Problem description: From the listing below, copy only the lines from the line that contains "ViewerId, handler: Box<dyn" to the line that contains "move |event| route_key(&up_core, &up_pending, &up_ctx, |core|", counting those two lines as part of the copy.

Exercise material:
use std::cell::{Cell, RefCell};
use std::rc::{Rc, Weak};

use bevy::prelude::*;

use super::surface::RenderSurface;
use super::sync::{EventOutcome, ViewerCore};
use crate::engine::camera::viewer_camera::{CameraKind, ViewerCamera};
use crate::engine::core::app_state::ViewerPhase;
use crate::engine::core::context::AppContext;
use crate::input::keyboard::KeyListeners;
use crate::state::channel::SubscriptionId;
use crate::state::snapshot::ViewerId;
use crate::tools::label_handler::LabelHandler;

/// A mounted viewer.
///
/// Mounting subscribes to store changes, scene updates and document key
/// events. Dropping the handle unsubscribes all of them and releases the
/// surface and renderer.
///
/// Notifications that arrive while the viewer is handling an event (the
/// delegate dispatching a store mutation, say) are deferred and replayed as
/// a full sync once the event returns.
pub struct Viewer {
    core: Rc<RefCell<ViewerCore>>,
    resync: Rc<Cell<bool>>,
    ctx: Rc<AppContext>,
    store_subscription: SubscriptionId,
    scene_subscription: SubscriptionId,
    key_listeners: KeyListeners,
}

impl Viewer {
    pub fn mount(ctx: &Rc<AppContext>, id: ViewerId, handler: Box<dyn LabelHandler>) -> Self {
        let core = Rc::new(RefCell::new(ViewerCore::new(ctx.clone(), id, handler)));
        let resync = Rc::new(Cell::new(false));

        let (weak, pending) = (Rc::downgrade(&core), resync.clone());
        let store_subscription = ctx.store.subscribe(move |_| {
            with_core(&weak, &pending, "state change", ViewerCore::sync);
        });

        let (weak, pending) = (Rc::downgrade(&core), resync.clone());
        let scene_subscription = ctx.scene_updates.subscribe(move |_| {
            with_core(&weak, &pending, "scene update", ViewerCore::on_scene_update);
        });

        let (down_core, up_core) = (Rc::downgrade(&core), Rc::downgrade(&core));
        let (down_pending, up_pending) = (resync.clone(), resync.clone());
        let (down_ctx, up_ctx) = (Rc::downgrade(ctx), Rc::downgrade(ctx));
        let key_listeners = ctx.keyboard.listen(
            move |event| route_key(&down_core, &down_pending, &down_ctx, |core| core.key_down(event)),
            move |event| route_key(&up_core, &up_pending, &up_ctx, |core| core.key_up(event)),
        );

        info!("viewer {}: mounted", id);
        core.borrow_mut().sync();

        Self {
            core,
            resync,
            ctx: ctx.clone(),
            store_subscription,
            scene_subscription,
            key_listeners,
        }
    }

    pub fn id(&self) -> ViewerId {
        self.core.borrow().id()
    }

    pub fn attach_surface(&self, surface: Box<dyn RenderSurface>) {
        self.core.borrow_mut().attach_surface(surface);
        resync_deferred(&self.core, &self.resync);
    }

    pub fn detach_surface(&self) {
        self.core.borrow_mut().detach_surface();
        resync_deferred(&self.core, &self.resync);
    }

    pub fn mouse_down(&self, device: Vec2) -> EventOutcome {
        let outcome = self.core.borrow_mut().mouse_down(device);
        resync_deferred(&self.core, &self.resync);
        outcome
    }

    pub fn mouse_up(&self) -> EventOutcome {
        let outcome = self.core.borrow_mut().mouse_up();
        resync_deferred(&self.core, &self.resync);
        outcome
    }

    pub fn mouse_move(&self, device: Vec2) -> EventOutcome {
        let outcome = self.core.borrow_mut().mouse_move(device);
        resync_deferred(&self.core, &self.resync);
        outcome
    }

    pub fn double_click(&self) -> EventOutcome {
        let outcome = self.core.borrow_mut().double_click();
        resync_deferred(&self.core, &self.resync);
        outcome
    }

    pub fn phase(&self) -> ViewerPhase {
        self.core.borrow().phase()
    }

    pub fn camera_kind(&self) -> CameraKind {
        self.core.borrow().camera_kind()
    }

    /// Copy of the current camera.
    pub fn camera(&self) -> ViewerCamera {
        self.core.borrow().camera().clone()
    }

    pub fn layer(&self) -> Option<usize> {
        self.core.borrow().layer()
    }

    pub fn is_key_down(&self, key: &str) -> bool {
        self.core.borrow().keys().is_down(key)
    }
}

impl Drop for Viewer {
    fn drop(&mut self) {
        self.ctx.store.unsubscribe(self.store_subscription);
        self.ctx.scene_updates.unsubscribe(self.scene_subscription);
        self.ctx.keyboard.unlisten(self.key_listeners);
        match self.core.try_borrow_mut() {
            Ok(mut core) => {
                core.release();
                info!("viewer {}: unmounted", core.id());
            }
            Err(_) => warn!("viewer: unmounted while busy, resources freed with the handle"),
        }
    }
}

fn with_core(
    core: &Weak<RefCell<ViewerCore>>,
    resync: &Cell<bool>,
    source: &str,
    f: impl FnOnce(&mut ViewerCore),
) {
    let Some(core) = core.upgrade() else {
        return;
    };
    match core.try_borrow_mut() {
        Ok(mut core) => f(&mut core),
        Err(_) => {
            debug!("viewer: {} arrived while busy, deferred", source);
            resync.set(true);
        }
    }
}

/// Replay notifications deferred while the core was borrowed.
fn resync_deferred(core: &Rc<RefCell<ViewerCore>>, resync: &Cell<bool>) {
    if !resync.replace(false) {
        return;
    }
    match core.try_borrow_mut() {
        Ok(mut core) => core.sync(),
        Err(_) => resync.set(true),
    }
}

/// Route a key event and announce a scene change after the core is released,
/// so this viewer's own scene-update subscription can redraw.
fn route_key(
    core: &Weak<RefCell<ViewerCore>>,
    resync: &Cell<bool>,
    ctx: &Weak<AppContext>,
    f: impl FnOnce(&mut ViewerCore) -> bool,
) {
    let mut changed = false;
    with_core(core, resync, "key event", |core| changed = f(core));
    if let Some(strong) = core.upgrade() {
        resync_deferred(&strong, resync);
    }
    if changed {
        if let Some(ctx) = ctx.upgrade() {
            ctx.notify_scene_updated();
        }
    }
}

Final answer:
    pub fn mount(ctx: &Rc<AppContext>, id: ViewerId, handler: Box<dyn LabelHandler>) -> Self {
        let core = Rc::new(RefCell::new(ViewerCore::new(ctx.clone(), id, handler)));
        let resync = Rc::new(Cell::new(false));

        let (weak, pending) = (Rc::downgrade(&core), resync.clone());
        let store_subscription = ctx.store.subscribe(move |_| {
            with_core(&weak, &pending, "state change", ViewerCore::sync);
        });

        let (weak, pending) = (Rc::downgrade(&core), resync.clone());
        let scene_subscription = ctx.scene_updates.subscribe(move |_| {
            with_core(&weak, &pending, "scene update", ViewerCore::on_scene_update);
        });

        let (down_core, up_core) = (Rc::downgrade(&core), Rc::downgrade(&core));
        let (down_pending, up_pending) = (resync.clone(), resync.clone());
        let (down_ctx, up_ctx) = (Rc::downgrade(ctx), Rc::downgrade(ctx));
        let key_listeners = ctx.keyboard.listen(
            move |event| route_key(&down_core, &down_pending, &down_ctx, |core| core.key_down(event)),
            move |event| route_key(&up_core, &up_pending, &up_ctx, |core| core.key_up(event)),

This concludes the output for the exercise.